A major source of energy inefficiency in current computing systems originates from the fact that the processor usually must transfer data from off-chip DRAM devices to its onchip cache hierarchy and then into its register file before processing it. Our experiment shows that evaluated (dataintensive) applications consume up to 66% of their combined memory I/O and processor energy just for moving data from off-chip memory to the last level cache and through the cache hierarchy, buses, and register file in 40nm technology generation. Furthermore, the fraction of data movement energy in total system energy is projected to increase even further with technology scaling [3].

In order to minimize such energy inefficiency, this paper makes the following contributions:

- We propose a new DRAM-Accelerator (DRAMA) architecture where the processor can offload compute- and/or data-intensive operations to CGRAs 3D-stacked atop DRAM devices (Section 2). This can reduce data transfers across the conventional processor memory hierarchy (i.e., from the off-chip DRAM to on-chip caches and register file) and thus energy consumption. Moreover, CGRAs exploit spatial parallelism in applications to significantly improve performance. Apart from added TSVs on a DRAM device that connects its internal I/O bus to the CGRA layer, DRAMA does not change the processor, the processormemory interface, and the underlying DRAM architecture. This is particularly attractive to DRAM manufacturers exploring features that can boost their product values.
- We provide a detailed methodology on how to partition application data and place them on DRAM devices such that we can maximize the benefit of DRAMA architecture executing accelerated applications while maintaining the compatibility with the existing dual-inline memory module (DIMM) architecture and its interface (Section 3).

Our experiments for two classes of applications ported to DRAMA show that the energy consumption to transfer data across the memory hierarchy is reduced by 66-95% while achieving speedups of up to 18× over a commodity processor. The energy reduction in transferring data translates into

a 40-66% reduction in the total processor and memory I/O energy consumption which is achieved by stacking CGRAs atop DRAM devices.

Previous studies have examined integrating logic with memory (e.g., [9]), but differences in logic and memory technologies caused these processor-in-memory (PIM) systems to suffer from high manufacturing costs and low yield [10]. Alternatively, 3D stacking technology can provide a highbandwidth connection between DRAM and processor dies using TSV-based wide I/O buses. Although there have been proposals on stacking accelerator layers and DRAM layers [13], thermal effects limit the number of 3D-stacked DRAM and logic layers (reducing capacity) [7]. In contrast, DRAMA instead stacks a single layer of a small, low-power CGRA atop each single-layer DRAM device in a DIMM. Thus, DRAMA has a limited negative impact on thermal reliability.
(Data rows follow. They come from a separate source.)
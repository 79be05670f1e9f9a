//! The action/response pair exchanged on every turn.

use std::fmt;

use crate::{
    board::DuplicateShot,
    game::{GameState, Player, ProtocolError},
    grid::Spot,
    ships::ShipKind,
};

/// A player's chosen move for their turn: a shot at one spot of the
/// opponent's grid.
#[derive(Debug, Copy, Clone, Eq, PartialEq)]
pub struct Action {
    /// The player taking the shot.
    pub actor: Player,
    /// The targeted spot.
    pub target: Spot,
}

impl Action {
    pub fn new(actor: Player, target: Spot) -> Self {
        Self { actor, target }
    }
}

impl fmt::Display for Action {
    fn fmt(&self, f: &mut fmt::Formatter) -> fmt::Result {
        write!(f, "{} fires at {}", self.actor, self.target)
    }
}

/// The defender's classification of a shot against their hidden arrangement:
/// hit or miss, and which ship it sank if it completed one. A sunk report
/// implies a hit; construction enforces that.
#[derive(Debug, Copy, Clone, Eq, PartialEq)]
pub struct Response {
    defender: Player,
    shot: Spot,
    hit: bool,
    sunk: Option<ShipKind>,
}

impl Response {
    /// Assemble a response. `defender` names the player whose grid was fired
    /// upon; their board and sunk set are the ones a later
    /// [`apply`][Response::apply] will update. Fails if `sunk` is given
    /// without `hit`.
    pub fn new(
        defender: Player,
        shot: Spot,
        hit: bool,
        sunk: Option<ShipKind>,
    ) -> Result<Self, ProtocolError> {
        if sunk.is_some() && !hit {
            Err(ProtocolError::SunkWithoutHit { shot })
        } else {
            Ok(Self {
                defender,
                shot,
                hit,
                sunk,
            })
        }
    }

    /// The player whose grid was fired upon.
    pub fn defender(&self) -> Player {
        self.defender
    }

    /// The spot that was shot.
    pub fn shot(&self) -> Spot {
        self.shot
    }

    /// Whether the shot hit a ship.
    pub fn hit(&self) -> bool {
        self.hit
    }

    /// The ship the shot sank, if it completed one.
    pub fn sunk(&self) -> Option<ShipKind> {
        self.sunk
    }

    /// Apply this response to a snapshot, producing the next one: the shot is
    /// recorded on the defender's board, and a sunk ship joins the defender's
    /// sunk set. Fails if the spot already had an outcome.
    pub fn apply(&self, state: &GameState) -> Result<GameState, DuplicateShot> {
        let mut player = state.player(self.defender).with_shot(self.shot, self.hit)?;
        if let Some(kind) = self.sunk {
            player = player.with_sunk(kind);
        }
        Ok(state.with_player(self.defender, player))
    }
}

impl fmt::Display for Response {
    fn fmt(&self, f: &mut fmt::Formatter) -> fmt::Result {
        write!(
            f,
            "{}: {}",
            self.shot,
            if self.hit { "HIT" } else { "MISS" }
        )?;
        match self.sunk {
            Some(kind) => write!(f, ", sunk {}", kind),
            None => Ok(()),
        }
    }
}
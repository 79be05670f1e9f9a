//! Errors raised when building placements and arrangements.

use thiserror::Error;

use crate::{
    grid::Line,
    ships::{Placement, ShipKind},
};

/// Error returned when a ship kind fails to parse.
#[derive(Debug, Error, Clone, Eq, PartialEq)]
#[error("unknown ship {name:?}: expected carrier, battleship, destroyer, submarine, or patrol boat")]
pub struct ParseShipError {
    name: String,
}

impl ParseShipError {
    pub(super) fn new(name: &str) -> Self {
        Self {
            name: name.to_owned(),
        }
    }

    /// The name that was rejected.
    pub fn name(&self) -> &str {
        &self.name
    }
}

/// Error returned when binding a ship to a line of the wrong length.
#[derive(Debug, Error, Copy, Clone, Eq, PartialEq)]
#[error("{kind} cannot occupy {line}: the lengths do not match")]
pub struct ShipSizeError {
    kind: ShipKind,
    line: Line,
}

impl ShipSizeError {
    pub(super) fn new(kind: ShipKind, line: Line) -> Self {
        Self { kind, line }
    }

    /// The ship that was being placed.
    pub fn kind(&self) -> ShipKind {
        self.kind
    }

    /// The line that did not fit it.
    pub fn line(&self) -> Line {
        self.line
    }
}

/// Error returned when two placements of an arrangement share a spot.
#[derive(Debug, Error, Copy, Clone, Eq, PartialEq)]
#[error("{first} overlaps {second}")]
pub struct OverlapError {
    first: Placement,
    second: Placement,
}

impl OverlapError {
    pub(super) fn new(first: Placement, second: Placement) -> Self {
        Self { first, second }
    }

    /// The two placements that intersect.
    pub fn placements(&self) -> (Placement, Placement) {
        (self.first, self.second)
    }
}
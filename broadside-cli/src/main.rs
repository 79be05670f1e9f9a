use std::{
    env,
    io::{self, Write},
    process,
};

use clap::{App, Arg, ArgMatches};
use log::LevelFilter;
use rand::{rngs::StdRng, SeedableRng};

use broadside::{
    board::Board,
    game::{GameLoop, Player, TurnError},
    grid::{Spot, SIZE},
    player::{InteractiveStrategy, RandomStrategy, Terminal},
};

fn main() {
    init_logging();
    let matches = App::new("Broadside")
        .version("0.1.0")
        .author("Zachary Stewart <zachary@zstewart.com>")
        .about("Command line battleship: you against a random-shot computer, or two computers against each other.")
        .arg(
            Arg::with_name("mode")
                .value_name("MODE")
                .help("play: interactive game against the computer; auto: watch two computers play")
                .possible_values(&["play", "auto"])
                .default_value("play"),
        )
        .arg(
            Arg::with_name("seed")
                .long("seed")
                .value_name("SEED")
                .help("fix the random seed for a reproducible game")
                .takes_value(true)
                .validator(|v| v.parse::<u64>().map(|_| ()).map_err(|e| e.to_string())),
        )
        .get_matches();

    let result = match matches.value_of("mode") {
        Some("auto") => watch_game(&matches),
        _ => play_game(&matches),
    };
    if let Err(err) = result {
        eprintln!("error: {}", err);
        process::exit(1);
    }
}

/// Interactive game: the human is player 1 and classifies the computer's
/// shots against their own paper board.
fn play_game(matches: &ArgMatches) -> Result<(), TurnError> {
    let human = InteractiveStrategy::new("Human", StandardTerminal);
    let computer = RandomStrategy::with_random_fleet("Computer", rng_for(matches, 0));

    println!("The computer has hidden its fleet. Call shots like B7; answer its");
    println!("shots with hit or miss, and name the ship when one sinks.");

    let mut game = GameLoop::new(Box::new(human), Box::new(computer));
    let winner = loop {
        if let Some(winner) = game.turn()? {
            break winner;
        }
        if game.current() == Player::P1 {
            // A full round has passed; show the human their shots so far.
            println!("Your shots:");
            print!("{}", render_board(game.state().player(Player::P2).board()));
        }
    };
    announce(&game, winner);
    Ok(())
}

/// Computer-vs-computer game: run to completion and show the outcome.
fn watch_game(matches: &ArgMatches) -> Result<(), TurnError> {
    let port = RandomStrategy::with_random_fleet("Port", rng_for(matches, 0));
    let starboard = RandomStrategy::with_random_fleet("Starboard", rng_for(matches, 1));

    let mut game = GameLoop::new(Box::new(port), Box::new(starboard));
    let winner = game.run()?;
    for &player in &[Player::P1, Player::P2] {
        println!("Shots against {}:", player);
        print!("{}", render_board(game.state().player(player).board()));
    }
    announce(&game, winner);
    Ok(())
}

fn announce(game: &GameLoop, winner: Player) {
    let shots = game.state().player(winner.opponent()).board().shot_count();
    println!("{} is the winner, in {} shots", winner, shots);
}

/// Build the generator for one player: seeded (offset per player, so the two
/// computers do not mirror each other) or from entropy.
fn rng_for(matches: &ArgMatches, stream: u64) -> StdRng {
    match matches.value_of("seed") {
        // Validated by clap.
        Some(seed) => StdRng::seed_from_u64(seed.parse::<u64>().unwrap().wrapping_add(stream)),
        None => StdRng::from_entropy(),
    }
}

/// Render a shot record as the fixed 10x10 text grid: columns 1-10 across
/// the header, rows A-J down the side, `.` for no shot, `O` for a miss, `X`
/// for a hit.
fn render_board(board: &Board) -> String {
    let mut out = String::with_capacity((SIZE + 3) * (SIZE + 1));
    out.push_str("  1234567890\n");
    for row in 0..SIZE {
        out.push((b'A' + row as u8) as char);
        out.push(' ');
        for col in 0..SIZE {
            let spot = Spot::new(row, col);
            out.push(if board.is_hit(spot) {
                'X'
            } else if board.is_miss(spot) {
                'O'
            } else {
                '.'
            });
        }
        out.push('\n');
    }
    out
}

/// The stdin/stdout console the interactive strategy speaks through.
struct StandardTerminal;

impl Terminal for StandardTerminal {
    fn query(&mut self, prompt: &str) -> io::Result<String> {
        println!("{}", prompt);
        print!("> ");
        io::stdout().flush()?;
        let mut buf = String::new();
        if io::stdin().read_line(&mut buf)? == 0 {
            // End of input: quit quietly rather than looping on empty reads.
            println!();
            process::exit(0);
        }
        Ok(buf)
    }

    fn info(&mut self, message: &str) {
        println!("{}", message);
    }
}

struct StdoutLogger;

impl log::Log for StdoutLogger {
    fn enabled(&self, metadata: &log::Metadata) -> bool {
        metadata.level() <= log::max_level()
    }

    fn log(&self, record: &log::Record) {
        if self.enabled(record.metadata()) {
            println!("{} - {}", record.level(), record.args());
        }
    }

    fn flush(&self) {}
}

static LOGGER: StdoutLogger = StdoutLogger;

/// Initialize logging with a level taken from the `BROADSIDE_LOG`
/// environment variable. Defaults to warn so game output stays clean.
fn init_logging() {
    let level = env::var("BROADSIDE_LOG")
        .ok()
        .and_then(|level| level.parse().ok())
        .unwrap_or(LevelFilter::Warn);
    let _ = log::set_logger(&LOGGER).map(|()| log::set_max_level(level));
}

#[cfg(test)]
mod tests {
    use super::*;

    #[test]
    fn render_matches_the_fixed_grid_format() {
        let board = Board::new()
            .with_shot("A1".parse().unwrap(), true)
            .unwrap()
            .with_shot("B2".parse().unwrap(), false)
            .unwrap()
            .with_shot("J10".parse().unwrap(), true)
            .unwrap();
        let rendered = render_board(&board);
        let lines: Vec<&str> = rendered.lines().collect();
        assert_eq!(lines.len(), 11);
        assert_eq!(lines[0], "  1234567890");
        assert_eq!(lines[1], "A X.........");
        assert_eq!(lines[2], "B .O........");
        assert_eq!(lines[10], "J .........X");
    }
}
## **2** HARDWARE ARCHITECTURE

The DRAMA architecture stacks a CGRA on top of each DRAM device, connected to the internal DRAM I/O lines using TSVs. A conceptual view of the architecture is shown in Figure 2a. Each CGRA is connected only to its associated DRAM device and operates on the data contained in that device independently of (and in parallel with) the CGRAs on the other DRAM devices. DRAMA is designed to conform with the conventional DIMM interface; it does not require any change to the DIMM interface or the processor while involving minimal changes to the underlying DRAM design. As a result, DRAMA can be easily used in conjunction with existing processors and their platforms to accelerate DRA-MA-enhanced applications. Furthermore, this design still allows existing un-accelerated applications to run on DRA-MA-equipped platforms without performance penalty.

The processor communicates with CGRAs through a memory-mapped I/O interface that operates similarly to mode registers in conventional DRAM systems, and that does not require any changes to the processor-DIMM interface. The processor sends kernel configuration data, address generation parameters for the data to be processed, and other

1556-6056 (c) 2013 IEEE. Personal use is permitted but republication/redistribution requires IEEE permission. See http://www.ieee.org/publications\_standards/publications/rights/index.html for more information.
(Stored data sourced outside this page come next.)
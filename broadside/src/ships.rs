//! The fixed ship catalog and the binding of ships to grid positions.

use std::{fmt, str::FromStr};

use enumflags2::BitFlags;

use crate::{
    board::Board,
    grid::{Line, Spot},
};

pub use self::{
    arrangement::{enumerate_arrangements, Arrangement, Arrangements},
    errors::{OverlapError, ParseShipError, ShipSizeError},
};

pub mod arrangement;
mod errors;

/// A member of the fixed five-ship fleet. Declared as bitflags so that a set
/// of ship kinds (such as the sunk ships of one player) is a cheap
/// [`BitFlags<ShipKind>`] value.
#[derive(BitFlags, Debug, Copy, Clone, Eq, PartialEq, Ord, PartialOrd, Hash)]
#[repr(u8)]
pub enum ShipKind {
    /// Carrier: length 5.
    Carrier = 0b00001,
    /// Battleship: length 4.
    Battleship = 0b00010,
    /// Destroyer: length 3.
    Destroyer = 0b00100,
    /// Submarine: length 3.
    Submarine = 0b01000,
    /// Patrol boat: length 2.
    PatrolBoat = 0b10000,
}

impl ShipKind {
    /// The full catalog, in fleet order.
    pub const ALL: [ShipKind; 5] = [
        ShipKind::Carrier,
        ShipKind::Battleship,
        ShipKind::Destroyer,
        ShipKind::Submarine,
        ShipKind::PatrolBoat,
    ];

    /// Number of spots a ship of this kind covers.
    pub fn length(self) -> usize {
        match self {
            ShipKind::Carrier => 5,
            ShipKind::Battleship => 4,
            ShipKind::Destroyer => 3,
            ShipKind::Submarine => 3,
            ShipKind::PatrolBoat => 2,
        }
    }

    fn name(self) -> &'static str {
        match self {
            ShipKind::Carrier => "Carrier",
            ShipKind::Battleship => "Battleship",
            ShipKind::Destroyer => "Destroyer",
            ShipKind::Submarine => "Submarine",
            ShipKind::PatrolBoat => "Patrol Boat",
        }
    }
}

impl fmt::Display for ShipKind {
    fn fmt(&self, f: &mut fmt::Formatter) -> fmt::Result {
        f.pad(self.name())
    }
}

impl FromStr for ShipKind {
    type Err = ParseShipError;

    /// Parse a ship kind from its full name or the usual two-letter
    /// abbreviation, case-insensitive.
    fn from_str(s: &str) -> Result<Self, Self::Err> {
        match s.to_ascii_lowercase().as_str() {
            "carrier" | "cv" => Ok(ShipKind::Carrier),
            "battleship" | "bb" => Ok(ShipKind::Battleship),
            "destroyer" | "dd" => Ok(ShipKind::Destroyer),
            "submarine" | "sub" | "ss" => Ok(ShipKind::Submarine),
            "patrol boat" | "patrolboat" | "patrol" | "pt" => Ok(ShipKind::PatrolBoat),
            _ => Err(ParseShipError::new(s)),
        }
    }
}

/// One ship bound to the line of spots it occupies. Placements are immutable;
/// per-cell hit bookkeeping lives in the defending player's [`Board`], so
/// whether a placement is sunk is the pure function [`Placement::sunk_by`].
#[derive(Debug, Copy, Clone, Eq, PartialEq, Ord, PartialOrd, Hash)]
pub struct Placement {
    kind: ShipKind,
    line: Line,
}

impl Placement {
    /// Bind a ship to a line. Fails unless the line covers exactly as many
    /// spots as the ship's length.
    pub fn new(kind: ShipKind, line: Line) -> Result<Self, ShipSizeError> {
        if line.length() != kind.length() {
            Err(ShipSizeError::new(kind, line))
        } else {
            Ok(Self { kind, line })
        }
    }

    /// The kind of ship placed here.
    pub fn kind(&self) -> ShipKind {
        self.kind
    }

    /// The line of spots the ship occupies.
    pub fn line(&self) -> Line {
        self.line
    }

    /// True iff the spot lies within this placement's line.
    pub fn contains(&self, spot: Spot) -> bool {
        self.line.contains(spot)
    }

    /// True iff every spot of this placement has a hit recorded against it.
    pub fn sunk_by(&self, board: &Board) -> bool {
        self.line.spots().all(|spot| board.is_hit(spot))
    }
}

impl fmt::Display for Placement {
    fn fmt(&self, f: &mut fmt::Formatter) -> fmt::Result {
        write!(f, "{} @ {}", self.kind, self.line)
    }
}
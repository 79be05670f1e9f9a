//! Player strategies and the capabilities the engine consumes.
//!
//! Every player is a single [`Strategy`] value: it chooses actions, hears
//! the broadcast of every turn's outcome, and, on the defending side,
//! classifies incoming shots. The classification capability is privileged:
//! only a party holding (or, for a human, remembering) the defender's
//! arrangement can implement it truthfully, and the engine only ever invokes
//! it on the player being fired upon.

use std::io;

use crate::game::{Action, GameState, Player, Response, TurnError};

#[cfg(feature = "rng_gen")]
pub use self::random::RandomStrategy;
pub use self::interactive::InteractiveStrategy;

mod interactive;
#[cfg(feature = "rng_gen")]
mod random;

/// The full capability set of one player, consumed by the game loop.
pub trait Strategy {
    /// Short display name for announcements.
    fn name(&self) -> &str;

    /// Choose this turn's action given the public state. The engine enforces
    /// no precondition on the choice beyond correct attribution; a strategy
    /// that targets an already-shot spot will see the turn rejected when the
    /// shot is recorded.
    fn choose_action(&mut self, me: Player, state: &GameState) -> Result<Action, TurnError>;

    /// Classify a shot against this player's own hidden arrangement. Only
    /// invoked on the defender.
    fn classify_shot(
        &mut self,
        me: Player,
        state: &GameState,
        action: &Action,
    ) -> Result<Response, TurnError>;

    /// Observe a completed turn: who acted, the state it was played from,
    /// and how the defender classified it. Broadcast to every player purely
    /// for bookkeeping; nothing returned here affects the state transition.
    fn register_response(
        &mut self,
        actor: Player,
        prior: &GameState,
        action: &Action,
        response: &Response,
    );
}

/// A line-oriented text console the interactive strategy speaks through.
/// The core treats it as an opaque collaborator; the command-line front end
/// provides the stdin/stdout implementation.
pub trait Terminal {
    /// Show a prompt and read one line of input.
    fn query(&mut self, prompt: &str) -> io::Result<String>;

    /// Show an informational message.
    fn info(&mut self, message: &str);
}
#### IEEE COMPUTER ARCHITECTURE LETTERS, MANUSCRIPT ID



Figure 2. Organization of the DRAMA architecture (a), internal architecture of a DDR3 device with ×16 interface and 8 banks (b), TSV connection to upper 64 global I/O lines (c).

kernel parameters before triggering kernel execution using this interface. The processor polls a memory-mapped status register to check for kernel completion.
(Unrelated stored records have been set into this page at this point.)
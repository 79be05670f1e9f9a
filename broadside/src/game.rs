//! The immutable game state and the turn protocol that drives it.
//!
//! [`GameState`] is the single source of truth threaded through the turn
//! loop: every transition consumes a state value and produces a new one. The
//! state holds, per player, the record of shots *received* by that player and
//! the set of that player's ships that have been sunk; updates are always
//! keyed by the defender, the player whose ships were fired upon. A player
//! has lost once their whole catalog is sunk, and [`GameState::winner`]
//! reports the opponent.

use std::fmt;

use enumflags2::BitFlags;

#[cfg(feature = "rng_gen")]
use rand::{
    distributions::{Distribution, Standard},
    Rng,
};

use crate::{
    board::{Board, DuplicateShot},
    grid::Spot,
    ships::ShipKind,
};

pub use self::{
    engine::GameLoop,
    errors::{ProtocolError, TurnError},
    protocol::{Action, Response},
};

mod engine;
mod errors;
mod protocol;

/// Identity of one of the two players.
#[derive(Debug, Copy, Clone, Eq, PartialEq, Hash)]
pub enum Player {
    P1,
    P2,
}

impl Player {
    /// Get the opponent of this player.
    pub fn opponent(self) -> Self {
        match self {
            Player::P1 => Player::P2,
            Player::P2 => Player::P1,
        }
    }

    pub(crate) fn index(self) -> usize {
        match self {
            Player::P1 => 0,
            Player::P2 => 1,
        }
    }
}

impl fmt::Display for Player {
    fn fmt(&self, f: &mut fmt::Formatter) -> fmt::Result {
        match self {
            Player::P1 => f.pad("player 1"),
            Player::P2 => f.pad("player 2"),
        }
    }
}

#[cfg(feature = "rng_gen")]
impl Distribution<Player> for Standard {
    fn sample<R: Rng + ?Sized>(&self, rng: &mut R) -> Player {
        if rng.gen() {
            Player::P1
        } else {
            Player::P2
        }
    }
}

/// One player's slice of the game state: the shots recorded against them and
/// the kinds of their ships that have been sunk.
#[derive(Debug, Clone, Eq, PartialEq)]
pub struct PlayerState {
    board: Board,
    sunk: BitFlags<ShipKind>,
}

impl PlayerState {
    /// An untouched player: no shots received, no ships sunk.
    pub fn new() -> Self {
        Self {
            board: Board::new(),
            sunk: BitFlags::empty(),
        }
    }

    /// The shots recorded against this player.
    pub fn board(&self) -> &Board {
        &self.board
    }

    /// The kinds of this player's ships that have been sunk.
    pub fn sunk(&self) -> BitFlags<ShipKind> {
        self.sunk
    }

    /// True iff every ship kind in the catalog has been sunk.
    pub fn is_lost(&self) -> bool {
        self.sunk.is_all()
    }

    /// Produce a new state with the given shot recorded against this player.
    pub fn with_shot(&self, spot: Spot, hit: bool) -> Result<PlayerState, DuplicateShot> {
        Ok(PlayerState {
            board: self.board.with_shot(spot, hit)?,
            sunk: self.sunk,
        })
    }

    /// Produce a new state with the given ship kind marked sunk.
    pub fn with_sunk(&self, kind: ShipKind) -> PlayerState {
        PlayerState {
            board: self.board.clone(),
            sunk: self.sunk | kind,
        }
    }
}

impl Default for PlayerState {
    fn default() -> Self {
        Self::new()
    }
}

/// The complete immutable snapshot of a game: both players' states.
#[derive(Debug, Clone, Eq, PartialEq)]
pub struct GameState {
    players: [PlayerState; 2],
}

impl GameState {
    /// The opening state: neither player has received a shot.
    pub fn new() -> Self {
        Self {
            players: [PlayerState::new(), PlayerState::new()],
        }
    }

    /// The given player's slice of the state.
    pub fn player(&self, player: Player) -> &PlayerState {
        &self.players[player.index()]
    }

    /// Produce a new snapshot with the given player's slice replaced.
    pub fn with_player(&self, player: Player, state: PlayerState) -> GameState {
        let mut players = self.players.clone();
        players[player.index()] = state;
        GameState { players }
    }

    /// The winner, if either player's whole fleet has been sunk. The player
    /// whose catalog is exhausted has lost; their opponent wins.
    pub fn winner(&self) -> Option<Player> {
        for &player in &[Player::P1, Player::P2] {
            if self.player(player).is_lost() {
                return Some(player.opponent());
            }
        }
        None
    }
}

impl Default for GameState {
    fn default() -> Self {
        Self::new()
    }
}

#[cfg(test)]
mod tests {
    use super::*;

    fn spot(label: &str) -> Spot {
        label.parse().unwrap()
    }

    #[test]
    fn fresh_state_has_no_winner() {
        assert_eq!(GameState::new().winner(), None);
    }

    #[test]
    fn player_is_lost_only_at_the_full_catalog() {
        let mut state = PlayerState::new();
        for (i, &kind) in ShipKind::ALL.iter().enumerate() {
            assert!(!state.is_lost(), "lost after {} kinds", i);
            state = state.with_sunk(kind);
        }
        assert!(state.is_lost());
    }

    #[test]
    fn sinking_the_same_kind_twice_does_not_advance_the_count() {
        let state = PlayerState::new()
            .with_sunk(ShipKind::Carrier)
            .with_sunk(ShipKind::Carrier);
        assert_eq!(state.sunk().iter().count(), 1);
    }

    #[test]
    fn winner_is_the_opponent_of_the_exhausted_player() {
        let mut p1 = PlayerState::new();
        for &kind in &ShipKind::ALL {
            p1 = p1.with_sunk(kind);
        }
        let state = GameState::new().with_player(Player::P1, p1);
        assert_eq!(state.winner(), Some(Player::P2));
    }

    #[test]
    fn with_shot_updates_only_the_named_player() {
        let state = GameState::new();
        let hit = state.player(Player::P2).with_shot(spot("D4"), true).unwrap();
        let next = state.with_player(Player::P2, hit);
        assert!(next.player(Player::P2).board().is_hit(spot("D4")));
        assert!(next.player(Player::P1).board().is_no_shot(spot("D4")));
        // The prior snapshot is untouched.
        assert!(state.player(Player::P2).board().is_no_shot(spot("D4")));
    }

    #[test]
    fn duplicate_shots_surface_from_player_state() {
        let state = PlayerState::new().with_shot(spot("A1"), false).unwrap();
        assert!(state.with_shot(spot("A1"), true).is_err());
    }

    #[cfg(feature = "rng_gen")]
    #[test]
    fn random_player_draws_both_identities() {
        use rand::{rngs::StdRng, SeedableRng};

        let mut rng = StdRng::seed_from_u64(3);
        let mut seen = [false; 2];
        for _ in 0..50 {
            let player: Player = rng.gen();
            seen[player.index()] = true;
        }
        assert!(seen[0] && seen[1]);
    }
}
#### 2.1 CGRA – DRAM Device Interface

Figure 2b shows the architecture of a modern DRAM device with an ×16 interface (16-bit data I/O per DRAM device) [8]. The device has eight banks divided into two groups (left, right) of four banks. Each bank group shares a 128-bit interbank global I/O (GIO) bus comprised of upper and lower 64bit GIO buses. For each read operation, multiplexers select 128-bit data from the left or right 128-bit GIO buses; this data is then serialized before being sent through the 16-bit data I/O pins (Figure 2c).

The CGRA layer simply reads or writes data through the TSVs connected to the existing GIO buses (Figure 2c) without changing the underlying architecture of the DRAM device. DRAM devices with ×8 and ×16 interfaces use 64 and 128 TSVs to transfer between the DRAM and CGRA, respectively. This TSV-based stacking approach is similar to one developed for stacking a wide-I/O DRAM device atop a processor die [4]. In DRAMA, the same steering logic that directs data to/from the left or right set of banks also directs data through the TSVs to the CGRA layer. Additional TSVs transfer command and address bits from the CGRA layer to the DRAM device to indicate the type of operation and the address involved (which in turn determines the bank, row, and column within the DRAM device). Therefore, data is transferred between the CGRA and DRAM device using normal DRAM operations. Each CGRA connects to the DRAM device through a small amount of input/output buffering and logic that then connect to the TSVs (Figure 1).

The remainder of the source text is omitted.